* REQUIRED ACTION *
For the listing below, show each line that includes the string "GridSpec".

* ENTRIES SHOWN *
------------------------------------------------

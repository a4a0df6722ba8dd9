//! Shader object wrapper.

use std::rc::Rc;

use tracing::debug;

use crate::api::{GlApi, RawHandle, ShaderStage, NULL_HANDLE};
use crate::catalog::CatalogItem;
use crate::GlError;

/// One compiled shader object. Compiles at construction and again whenever
/// the source is replaced; a failed compile surfaces the driver log.
pub struct Shader {
    gl: Rc<dyn GlApi>,
    handle: RawHandle,
    stage: ShaderStage,
    source: String,
    compiled: bool,
}

impl Shader {
    /// Creates a shader of `stage` and compiles `source` synchronously.
    pub fn compile(
        gl: Rc<dyn GlApi>,
        stage: ShaderStage,
        source: &str,
    ) -> Result<Self, GlError> {
        let handle = gl.create_shader(stage);
        if handle == NULL_HANDLE {
            return Err(GlError::Creation("shader"));
        }

        let mut shader = Self {
            gl,
            handle,
            stage,
            source: String::new(),
            compiled: false,
        };
        // A failed compile drops the wrapper, which deletes the handle.
        shader.set_source(source)?;
        debug!(handle, stage = %stage, "shader compiled");
        Ok(shader)
    }

    /// Replaces the source text and recompiles immediately.
    pub fn set_source(&mut self, source: &str) -> Result<(), GlError> {
        self.source = source.to_owned();
        self.gl.shader_source(self.handle, &self.source);
        self.gl.compile_shader(self.handle);
        if self.gl.compile_status(self.handle) {
            self.compiled = true;
            Ok(())
        } else {
            self.compiled = false;
            Err(GlError::Build {
                stage: "shader compile",
                log: self.gl.shader_info_log(self.handle),
            })
        }
    }

    pub fn stage(&self) -> ShaderStage {
        self.stage
    }

    pub fn source(&self) -> &str {
        &self.source
    }

    pub fn is_compiled(&self) -> bool {
        self.compiled
    }

    /// Current driver diagnostic text for this shader.
    pub fn info_log(&self) -> String {
        self.gl.shader_info_log(self.handle)
    }
}

impl CatalogItem for Shader {
    fn handle(&self) -> RawHandle {
        self.handle
    }
}

impl std::fmt::Debug for Shader {
    fn fmt(&self, f: &mut std::fmt::Formatter<'_>) -> std::fmt::Result {
        f.debug_struct("Shader")
            .field("handle", &self.handle)
            .field("stage", &self.stage)
            .field("source_len", &self.source.len())
            .field("compiled", &self.compiled)
            .finish()
    }
}

impl Drop for Shader {
    fn drop(&mut self) {
        // Best-effort; the driver ignores deletes of dead handles.
        self.gl.delete_shader(self.handle);
    }
}

#[cfg(test)]
mod tests {
    use super::*;
    use crate::testing::RecordingGl;

    #[test]
    fn compiles_and_records_state() {
        let gl = Rc::new(RecordingGl::new());
        let shader = Shader::compile(gl.clone(), ShaderStage::Vertex, "void main() {}")
            .expect("compile");

        assert!(shader.is_compiled());
        assert_eq!(shader.stage(), ShaderStage::Vertex);
        assert_eq!(shader.source(), "void main() {}");
        assert_eq!(gl.count_calls("compile_shader"), 1);
    }

    #[test]
    fn creation_failure_is_a_creation_error() {
        let gl = Rc::new(RecordingGl::new());
        gl.fail_next_create.set(true);

        let err = Shader::compile(gl, ShaderStage::Fragment, "x").unwrap_err();
        assert!(matches!(err, GlError::Creation("shader")));
    }

    #[test]
    fn compile_failure_carries_the_driver_log() {
        let gl = Rc::new(RecordingGl::new());
        gl.fail_compile.set(true);

        let err = Shader::compile(gl.clone(), ShaderStage::Vertex, "broken").unwrap_err();
        match err {
            GlError::Build { stage, log } => {
                assert_eq!(stage, "shader compile");
                assert!(log.contains("compile"));
            }
            other => panic!("unexpected error: {other:?}"),
        }
        // The failed wrapper was dropped, deleting its handle.
        assert_eq!(gl.count_calls("delete_shader"), 1);
    }

    #[test]
    fn recompile_failure_clears_the_compiled_flag() {
        let gl = Rc::new(RecordingGl::new());
        let mut shader =
            Shader::compile(gl.clone(), ShaderStage::Vertex, "void main() {}").unwrap();

        gl.fail_compile.set(true);
        assert!(shader.set_source("nonsense").is_err());
        assert!(!shader.is_compiled());
        assert_eq!(shader.source(), "nonsense");
    }

    #[test]
    fn drop_requests_native_deletion() {
        let gl = Rc::new(RecordingGl::new());
        let shader = Shader::compile(gl.clone(), ShaderStage::Vertex, "void main() {}").unwrap();
        drop(shader);
        assert_eq!(gl.count_calls("delete_shader"), 1);
    }
}
//! Vertex array object wrapper.

use std::rc::Rc;

use crate::api::{GlApi, RawHandle, NULL_HANDLE};
use crate::catalog::CatalogItem;
use crate::GlError;

pub struct VertexArray {
    gl: Rc<dyn GlApi>,
    handle: RawHandle,
}

impl VertexArray {
    pub fn create(gl: Rc<dyn GlApi>) -> Result<Self, GlError> {
        let handle = gl.create_vertex_array();
        if handle == NULL_HANDLE {
            return Err(GlError::Creation("vertex array"));
        }
        Ok(Self { gl, handle })
    }

    pub fn bind(&self) {
        self.gl.bind_vertex_array(self.handle);
    }

    pub fn unbind(&self) {
        self.gl.bind_vertex_array(NULL_HANDLE);
    }

    /// Declares a float attribute on the currently bound vertex buffer and
    /// enables it. Stride and offset are in bytes.
    pub fn float_attribute(&self, index: u32, components: i32, stride: i32, offset: usize) {
        self.gl
            .float_attribute_pointer(index, components, stride, offset);
        self.gl.enable_attribute(index);
    }
}

impl CatalogItem for VertexArray {
    fn handle(&self) -> RawHandle {
        self.handle
    }
}

impl Drop for VertexArray {
    fn drop(&mut self) {
        self.gl.delete_vertex_array(self.handle);
    }
}
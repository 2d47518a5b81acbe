//! Grid placement for dropped elements.

use crate::element::GridRect;
use kurbo::Point;

/// Authoritative column count of the placement grid.
///
/// Renderers must lay the grid out with the same count.
pub const GRID_COLS: u32 = 12;

/// Default row height in pixels.
pub const DEFAULT_ROW_HEIGHT_PX: f64 = 50.0;

/// Default outer margin and inter-row gap in pixels.
pub const DEFAULT_MARGIN_PX: f64 = 8.0;

/// Default canvas width assumed until the renderer reports one.
pub const DEFAULT_CANVAS_WIDTH_PX: f64 = 1200.0;

/// Size of a newly dropped element, in cells, regardless of kind.
pub const DEFAULT_FIELD_SIZE: (u32, u32) = (6, 2);

/// Pixel geometry of the placement grid.
#[derive(Debug, Clone, Copy, PartialEq)]
pub struct GridSpec {
    pub cols: u32,
    pub row_height_px: f64,
    pub margin_px: f64,
}

impl Default for GridSpec {
    fn default() -> Self {
        Self {
            cols: GRID_COLS,
            row_height_px: DEFAULT_ROW_HEIGHT_PX,
            margin_px: DEFAULT_MARGIN_PX,
        }
    }
}

impl GridSpec {
    /// Convert a drop position into a collision-free rectangle of `size`
    /// cells.
    ///
    /// The drop pixel is mapped to its cell, clamped into the grid, and the
    /// first free rectangle wins, probing in order: the clamped cell itself,
    /// cells to its right within the row, cells to its left, a left-to-right
    /// scan of the next row, and finally the first row below every existing
    /// rectangle. The last step ignores density, so placement always
    /// succeeds.
    pub fn place(
        &self,
        drop: Point,
        canvas_px_width: f64,
        size: (u32, u32),
        existing: &[GridRect],
    ) -> GridRect {
        let cols = self.cols.max(1);
        let w = size.0.clamp(1, cols);
        let h = size.1.max(1);
        let max_col = cols - w;

        let col_width = (canvas_px_width - 2.0 * self.margin_px) / cols as f64;
        let raw_col = if col_width > 0.0 {
            ((drop.x - self.margin_px) / col_width).floor() as i64
        } else {
            0
        };
        let raw_row = ((drop.y - self.margin_px) / (self.row_height_px + self.margin_px)).floor() as i64;

        let x = raw_col.clamp(0, max_col as i64) as u32;
        let y = raw_row.max(0) as u32;

        // The clamped cell itself
        let candidate = GridRect::new(x, y, w, h);
        if is_free(&candidate, existing) {
            return candidate;
        }

        // Shift right within the row
        for col in (x + 1)..=max_col {
            let candidate = GridRect::new(col, y, w, h);
            if is_free(&candidate, existing) {
                return candidate;
            }
        }

        // Shift left within the row
        for col in (0..x).rev() {
            let candidate = GridRect::new(col, y, w, h);
            if is_free(&candidate, existing) {
                return candidate;
            }
        }

        // Scan the next row left to right
        for col in 0..=max_col {
            let candidate = GridRect::new(col, y + 1, w, h);
            if is_free(&candidate, existing) {
                return candidate;
            }
        }

        // Append below everything
        let bottom = existing.iter().map(GridRect::bottom).max().unwrap_or(0);
        GridRect::new(0, bottom, w, h)
    }
}

fn is_free(candidate: &GridRect, existing: &[GridRect]) -> bool {
    existing.iter().all(|rect| !candidate.overlaps(rect))
}

#[cfg(test)]
mod tests {
    use super::*;

    fn grid() -> GridSpec {
        GridSpec::default()
    }

    fn place_default(drop: Point, existing: &[GridRect]) -> GridRect {
        grid().place(drop, DEFAULT_CANVAS_WIDTH_PX, DEFAULT_FIELD_SIZE, existing)
    }

    #[test]
    fn test_first_drop_lands_at_origin() {
        let rect = place_default(Point::new(0.0, 0.0), &[]);
        assert_eq!(rect, GridRect::new(0, 0, 6, 2));
    }

    #[test]
    fn test_second_drop_shifts_right() {
        let first = place_default(Point::new(0.0, 0.0), &[]);
        let second = place_default(Point::new(0.0, 0.0), &[first]);
        assert_eq!(second, GridRect::new(6, 0, 6, 2));
    }

    #[test]
    fn test_third_drop_wraps_to_next_row() {
        let existing = vec![GridRect::new(0, 0, 6, 2), GridRect::new(6, 0, 6, 2)];
        let third = place_default(Point::new(0.0, 0.0), &existing);
        assert_eq!(third, GridRect::new(0, 2, 6, 2));
    }

    #[test]
    fn test_drop_maps_pixel_to_cell() {
        // Column width is (1200 - 16) / 12 ≈ 98.7px; a drop in the fourth
        // column, second row band lands there when free.
        let drop = Point::new(8.0 + 3.0 * 98.7 + 1.0, 8.0 + 58.0 + 1.0);
        let rect = place_default(drop, &[]);
        assert_eq!(rect, GridRect::new(3, 1, 6, 2));
    }

    #[test]
    fn test_drop_right_of_canvas_clamps_into_grid() {
        let rect = place_default(Point::new(5000.0, 0.0), &[]);
        assert_eq!(rect, GridRect::new(6, 0, 6, 2));
    }

    #[test]
    fn test_drop_above_canvas_clamps_to_row_zero() {
        let rect = place_default(Point::new(0.0, -300.0), &[]);
        assert_eq!(rect.y, 0);
    }

    #[test]
    fn test_shift_left_when_right_side_occupied() {
        // Occupy the right half of row 0 plus the drop cell; the probe walks
        // left to column 0.
        let existing = vec![GridRect::new(4, 0, 8, 2)];
        let drop = Point::new(8.0 + 4.0 * 98.7 + 1.0, 0.0);
        let rect = grid().place(drop, DEFAULT_CANVAS_WIDTH_PX, (4, 2), &existing);
        assert_eq!(rect, GridRect::new(0, 0, 4, 2));
    }

    #[test]
    fn test_next_row_scan_finds_gap() {
        // The drop row (1) is blocked by the full-width element above; the
        // scan of row 2 finds the gap between the two flanking elements.
        let existing = vec![
            GridRect::new(0, 0, 12, 2),
            GridRect::new(0, 2, 3, 2),
            GridRect::new(9, 2, 3, 2),
        ];
        let drop_in_row_one = Point::new(0.0, 8.0 + 58.0 + 1.0);
        let rect = grid().place(drop_in_row_one, DEFAULT_CANVAS_WIDTH_PX, (6, 2), &existing);
        assert_eq!(rect, GridRect::new(3, 2, 6, 2));
    }

    #[test]
    fn test_append_below_full_rows() {
        // Fill N=2 element rows completely; the next placement must land at
        // y = N * h, x = 0.
        let existing = vec![GridRect::new(0, 0, 12, 2), GridRect::new(0, 2, 12, 2)];
        let rect = place_default(Point::new(0.0, 0.0), &existing);
        assert_eq!(rect, GridRect::new(0, 4, 6, 2));
    }

    #[test]
    fn test_append_ignores_density() {
        // Deep drop row with everything above occupied still terminates.
        let mut existing = Vec::new();
        for row in 0..20u32 {
            existing.push(GridRect::new(0, row * 2, 12, 2));
        }
        let rect = place_default(Point::new(600.0, 300.0), &existing);
        assert_eq!(rect, GridRect::new(0, 40, 6, 2));
    }

    #[test]
    fn test_full_width_element_clamps_to_column_zero() {
        let rect = grid().place(
            Point::new(900.0, 0.0),
            DEFAULT_CANVAS_WIDTH_PX,
            (12, 2),
            &[],
        );
        assert_eq!(rect, GridRect::new(0, 0, 12, 2));
    }

    #[test]
    fn test_sequential_drops_never_overlap() {
        let grid = grid();
        let mut placed: Vec<GridRect> = Vec::new();
        let drops = [
            (0.0, 0.0),
            (0.0, 0.0),
            (640.0, 10.0),
            (1190.0, 70.0),
            (300.0, 70.0),
            (300.0, 70.0),
            (0.0, 200.0),
            (900.0, 200.0),
            (450.0, 500.0),
            (450.0, 500.0),
        ];
        for &(x, y) in &drops {
            let rect = grid.place(
                Point::new(x, y),
                DEFAULT_CANVAS_WIDTH_PX,
                DEFAULT_FIELD_SIZE,
                &placed,
            );
            for other in &placed {
                assert!(
                    !rect.overlaps(other),
                    "placement {rect:?} overlaps {other:?}"
                );
            }
            placed.push(rect);
        }
    }
}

------------------------------------------------

* WORKED SOLUTION *
pub struct GridSpec {
impl Default for GridSpec {
impl GridSpec {
    fn grid() -> GridSpec {
        GridSpec::default()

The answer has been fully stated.